49      Como sublinha o advogado‑geral no n.° 59 das suas conclusões, se não se fizer uma interpretação lata da expressão «comercialização», na aceção do artigo 4.°, n.° 2, da Diretiva 2009/24, que englobe todas as formas de comercialização de um produto que se caracterizam pela atribuição de um direito de utilização de uma cópia do programa de computador, por uma duração ilimitada, mediante o pagamento de um preço destinado a permitir que o titular do direito de autor obtenha uma remuneração que corresponde ao valor económico da cópia da obra de que é proprietário, o efeito útil desta disposição fica comprometido, pois bastaria que os fornecedores qualificassem o contrato de «licença» e não de «comercialização» para contornar a regra do esgotamento, privando‑a assim de qualquer alcance.

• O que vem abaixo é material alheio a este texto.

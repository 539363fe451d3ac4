//! The DraftModel adapter (§4.2): normalizes raw logits into a proper
//! log-probability distribution, samples under temperature, and reports
//! entropy + a top-N alternatives list for visualization.
//!
//! The local tensor runtime itself (quantization, the actual forward pass)
//! is an out-of-scope external collaborator per spec §1 — this module only
//! owns the numerically load-bearing part: log-softmax normalization and
//! temperature-scaled sampling, grounded directly on
//! `mistralrs-core/src/sampler.rs` (`Sampler::sample`, `get_top_logprobs`),
//! adapted from base-10 logs to natural logs (`ln`) because this spec's
//! entropy and acceptance-ratio invariants are defined in nats.

use candle_core::{DType, Tensor};
use rand::distributions::{Distribution, WeightedIndex};
use rand::Rng;

use crate::context::{DraftToken, TopAlt};
use crate::error::{Result, SpecdecError};

/// The out-of-scope boundary to the local tensor library: given the full
/// running context (prompt + committed + in-round draft tokens so far),
/// return one position's raw logit vector. Implementations own KV-cache
/// reuse, quantization, and device placement; none of that is this crate's
/// concern (spec §1, §4.2 "must carry KV-cache... for acceptable latency").
pub trait DraftBackend: Send {
    fn next_logits(&mut self, running_context: &[u32]) -> candle_core::Result<Tensor>;
    fn decode(&self, ids: &[u32]) -> candle_core::Result<String>;
    fn token_text(&self, id: u32) -> candle_core::Result<String>;
    /// Applies the draft tokenizer's chat template to a raw prompt, per
    /// §4.2's `get_tokenizer_prompt`.
    fn tokenizer_prompt(&self, prompt: &str) -> candle_core::Result<(String, Vec<u32>)>;
}

/// `draft(context_ids, k, temperature) -> Vec<DraftToken>`, plus the
/// tokenizer operations the orchestrator needs from the draft side.
pub trait DraftModel: Send {
    fn draft(
        &mut self,
        context_ids: &[u32],
        k: usize,
        temperature: f64,
    ) -> Result<(Vec<DraftToken>, f64)>;
    fn decode(&self, ids: &[u32]) -> Result<String>;
    fn tokenizer_prompt(&self, prompt: &str) -> Result<(String, Vec<u32>)>;
}

/// Default `DraftModel` implementation: wraps any `DraftBackend` and
/// performs the normalize/sample/entropy/top-k work that §4.2 requires of
/// every implementation, so individual backends cannot silently skip
/// log-softmax (the correctness requirement of §4.2 and §9).
pub struct CandleDraftAdapter<B, R> {
    backend: B,
    rng: R,
    top_n: usize,
}

impl<B: DraftBackend, R: Rng> CandleDraftAdapter<B, R> {
    pub fn new(backend: B, rng: R, top_n: usize) -> Self {
        Self {
            backend,
            rng,
            top_n: top_n.max(10),
        }
    }

    fn log_softmax(&self, logits: &Tensor, temperature: f64) -> candle_core::Result<Vec<f32>> {
        let logits = logits.to_dtype(DType::F32)?;
        let scaled = if temperature > 0.0 {
            (&logits / temperature)?
        } else {
            logits
        };
        let log_probs = candle_nn::ops::log_softmax(&scaled, candle_core::D::Minus1)?;
        log_probs.to_vec1::<f32>()
    }

    fn sample_one(
        &mut self,
        log_probs: &[f32],
        temperature: f64,
    ) -> (u32, f32) {
        if temperature <= 0.0 {
            let (idx, lp) = log_probs
                .iter()
                .enumerate()
                .max_by(|(_, a), (_, b)| a.total_cmp(b))
                .map(|(i, p)| (i as u32, *p))
                .expect("non-empty vocabulary");
            return (idx, lp);
        }
        let weights: Vec<f32> = log_probs.iter().map(|lp| lp.exp()).collect();
        let dist = WeightedIndex::new(&weights).expect("normalized distribution");
        let idx = dist.sample(&mut self.rng) as u32;
        (idx, log_probs[idx as usize])
    }

    fn top_alternatives(&self, log_probs: &[f32]) -> candle_core::Result<Vec<TopAlt>> {
        let mut idx: Vec<usize> = (0..log_probs.len()).collect();
        idx.sort_by(|&a, &b| log_probs[b].total_cmp(&log_probs[a]));
        idx.truncate(self.top_n);
        idx.into_iter()
            .map(|i| {
                Ok(TopAlt {
                    token_id: i as u32,
                    token: self.backend.token_text(i as u32)?,
                    logprob: log_probs[i],
                })
            })
            .collect()
    }

    fn entropy_nats(log_probs: &[f32]) -> f32 {
        -log_probs
            .iter()
            .map(|lp| if lp.is_finite() { lp.exp() * lp } else { 0.0 })
            .sum::<f32>()
    }
}

impl<B: DraftBackend, R: Rng + Send> DraftModel for CandleDraftAdapter<B, R> {
    fn draft(
        &mut self,
        context_ids: &[u32],
        k: usize,
        temperature: f64,
    ) -> Result<(Vec<DraftToken>, f64)> {
        let start = std::time::Instant::now();
        let mut running = context_ids.to_vec();
        let mut out = Vec::with_capacity(k);

        for position in 0..k {
            let logits = self
                .backend
                .next_logits(&running)
                .map_err(|e| SpecdecError::LocalInference(e.to_string()))?;
            let log_probs = self
                .log_softmax(&logits, temperature)
                .map_err(|e| SpecdecError::LocalInference(e.to_string()))?;
            let (token_id, logprob_sampled) = self.sample_one(&log_probs, temperature);
            let token_text = self
                .backend
                .token_text(token_id)
                .map_err(|e| SpecdecError::LocalInference(e.to_string()))?;
            let top_alternatives = self
                .top_alternatives(&log_probs)
                .map_err(|e| SpecdecError::LocalInference(e.to_string()))?;
            let entropy = Self::entropy_nats(&log_probs);

            out.push(DraftToken {
                position,
                token_id,
                token_text,
                logprob_sampled,
                entropy,
                top_alternatives,
            });
            running.push(token_id);
        }

        let latency_ms = start.elapsed().as_secs_f64() * 1000.0;
        Ok((out, latency_ms))
    }

    fn decode(&self, ids: &[u32]) -> Result<String> {
        self.backend
            .decode(ids)
            .map_err(|e| SpecdecError::LocalInference(e.to_string()))
    }

    fn tokenizer_prompt(&self, prompt: &str) -> Result<(String, Vec<u32>)> {
        self.backend
            .tokenizer_prompt(prompt)
            .map_err(|e| SpecdecError::LocalInference(e.to_string()))
    }
}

50      Em segundo lugar, não procede o argumento da Oracle e da Comissão Europeia segundo o qual a disponibilização de uma cópia de um programa de computador no sítio Internet do titular do direito de autor constitui uma «colocação à disposição do público», na aceção do artigo 3.°, n.° 1, da Diretiva 2001/29, que, em conformidade com o disposto no artigo 3.°, n.° 3, desta diretiva, não dá origem ao esgotamento do direito de distribuição dessa cópia.

51      Com efeito, resulta do artigo 1.°, n.° 2, alínea a), da Diretiva 2001/29 que esta «não afeta de modo algum as disposições [do direito da União] existentes em matéria de […] [p]roteção jurídica dos programas de computador» conferida pela Diretiva 91/250, que foi posteriormente codificada pela Diretiva 2009/24. Assim, as disposições da Diretiva 2009/24, nomeadamente o seu artigo 4.°, n.° 2, constituem uma lex specialis relativamente às disposições da Diretiva 2001/29, pelo que, mesmo que se admitisse que a relação contratual do processo principal ou um aspeto dela também podia ser abrangida pelo conceito de «comunicação ao público», na aceção do artigo 3.°, n.° 1, desta última diretiva, a «primeira comercialização […] de uma cópia de um programa», na aceção do artigo 4.°, n.° 2, da Diretiva 2009/24, daria lugar ao esgotamento do direito de distribuição dessa cópia, em conformidade com o disposto nesta mesma disposição.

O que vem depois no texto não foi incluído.